I was aware too of the silence emanating from Himself beside me. I couldn’t,
just couldn’t look at him, then by accident my eye snagged his and we exchanged
a flash of mortification so searing that it was almost visible.
And then came The Dancing.
This was the bit I’d been dreading. I am Irish, therefore I am inhibited.
I don’t even like the bit at Mass where we have to exchange the sign of
peace with the person beside us so the thought of ‘expressing’ myself through
free-form movement made me break out in a sweat.
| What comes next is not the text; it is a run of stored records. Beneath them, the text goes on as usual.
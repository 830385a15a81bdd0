//! `sync.Mutex` and `sync.WaitGroup` values.
//!
//! Unlike a guard based lock, an Ego mutex may be unlocked by a different
//! task than the one that locked it, so both are built from a
//! `parking_lot` mutex over plain state plus a condition variable.

use std::sync::Arc;

use parking_lot::{Condvar, Mutex as Lock};

use crate::errors::{EgoError, ErrorKind, RunResult};

#[derive(Debug, Default)]
struct MutexInner {
    locked: Lock<bool>,
    released: Condvar,
}

/// A shared mutual exclusion lock.
#[derive(Debug, Clone, Default)]
pub struct Mutex(Arc<MutexInner>);

impl Mutex {
    #[must_use]
    pub fn new() -> Self {
        Self::default()
    }

    /// Blocks until the lock is free, then takes it.
    pub fn lock(&self) {
        let mut locked = self.0.locked.lock();
        while *locked {
            self.0.released.wait(&mut locked);
        }
        *locked = true;
    }

    /// Releases the lock; releasing an unlocked mutex is a panic.
    pub fn unlock(&self) -> RunResult<()> {
        let mut locked = self.0.locked.lock();
        if !*locked {
            return Err(EgoError::new(ErrorKind::Panic).context("unlock of unlocked mutex"));
        }
        *locked = false;
        self.0.released.notify_one();
        Ok(())
    }

    #[must_use]
    pub fn is_locked(&self) -> bool {
        *self.0.locked.lock()
    }

    #[must_use]
    pub fn ptr_eq(&self, other: &Self) -> bool {
        Arc::ptr_eq(&self.0, &other.0)
    }
}

#[derive(Debug, Default)]
struct WaitGroupInner {
    count: Lock<i64>,
    zero: Condvar,
}

/// A counter tasks can wait on until it reaches zero.
#[derive(Debug, Clone, Default)]
pub struct WaitGroup(Arc<WaitGroupInner>);

impl WaitGroup {
    #[must_use]
    pub fn new() -> Self {
        Self::default()
    }

    /// Adjusts the counter by `delta`; a negative counter is a panic.
    pub fn add(&self, delta: i64) -> RunResult<()> {
        let mut count = self.0.count.lock();
        *count += delta;
        if *count < 0 {
            *count = 0;
            self.0.zero.notify_all();
            return Err(EgoError::new(ErrorKind::Panic).context("negative WaitGroup counter"));
        }
        if *count == 0 {
            self.0.zero.notify_all();
        }
        Ok(())
    }

    pub fn done(&self) -> RunResult<()> {
        self.add(-1)
    }

    /// Blocks until the counter is zero.
    pub fn wait(&self) {
        let mut count = self.0.count.lock();
        while *count > 0 {
            self.0.zero.wait(&mut count);
        }
    }

    #[must_use]
    pub fn count(&self) -> i64 {
        *self.0.count.lock()
    }

    #[must_use]
    pub fn ptr_eq(&self, other: &Self) -> bool {
        Arc::ptr_eq(&self.0, &other.0)
    }
}

#[cfg(test)]
mod tests {
    use std::thread;

    use super::*;

    #[test]
    fn test_unlock_from_another_thread() {
        let m = Mutex::new();
        m.lock();
        let other = m.clone();
        thread::spawn(move || other.unlock()).join().unwrap().unwrap();
        assert!(!m.is_locked());
        assert_eq!(m.unlock().unwrap_err().kind(), ErrorKind::Panic);
    }

    #[test]
    fn test_waitgroup_releases_waiters() {
        let wg = WaitGroup::new();
        wg.add(3).unwrap();
        let handles: Vec<_> = (0..3)
            .map(|_| {
                let wg = wg.clone();
                thread::spawn(move || wg.done())
            })
            .collect();
        wg.wait();
        for h in handles {
            h.join().unwrap().unwrap();
        }
        assert_eq!(wg.count(), 0);
        assert_eq!(wg.done().unwrap_err().kind(), ErrorKind::Panic);
    }
}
What if someone saw me?
We began by ‘being’ orang-utans, moved on to picking imaginary berries,
then discarding them and I have to admit to enduring one of the worst twenty
minutes of my life. Woodenly, miserably I shoved my lumpish, unrhythmic
body around the room. On every rotation we passed the clock and I silently
begged it to hurry up.
Next we moved on to dancing like the elements, beginning with fire.
“Sparkle like a flame,” Danielle called, waving her arms in a manner that
could only be described as flame-like.
I wondered if this was what was going to end my marriage, but to my great
surprise when I snuck a look at Himself, he was making like a flame like
there was no tomorrow. All the others were giving it loads as well.
“Stay grounded,” Danielle said anxiously, and her concern wasn’t misplaced
because seconds later one of the Flames (my husband) went careening into
the stereo. He didn’t even miss a beat and next minute he was dipping and
flowing like a river. (We’d moved on to water.)
Mid-prance we passed each other. He twinkled wickedly at me and grinned,
“Do you feel like a shag?”
“No,” I replied, “I feel like an eejit.”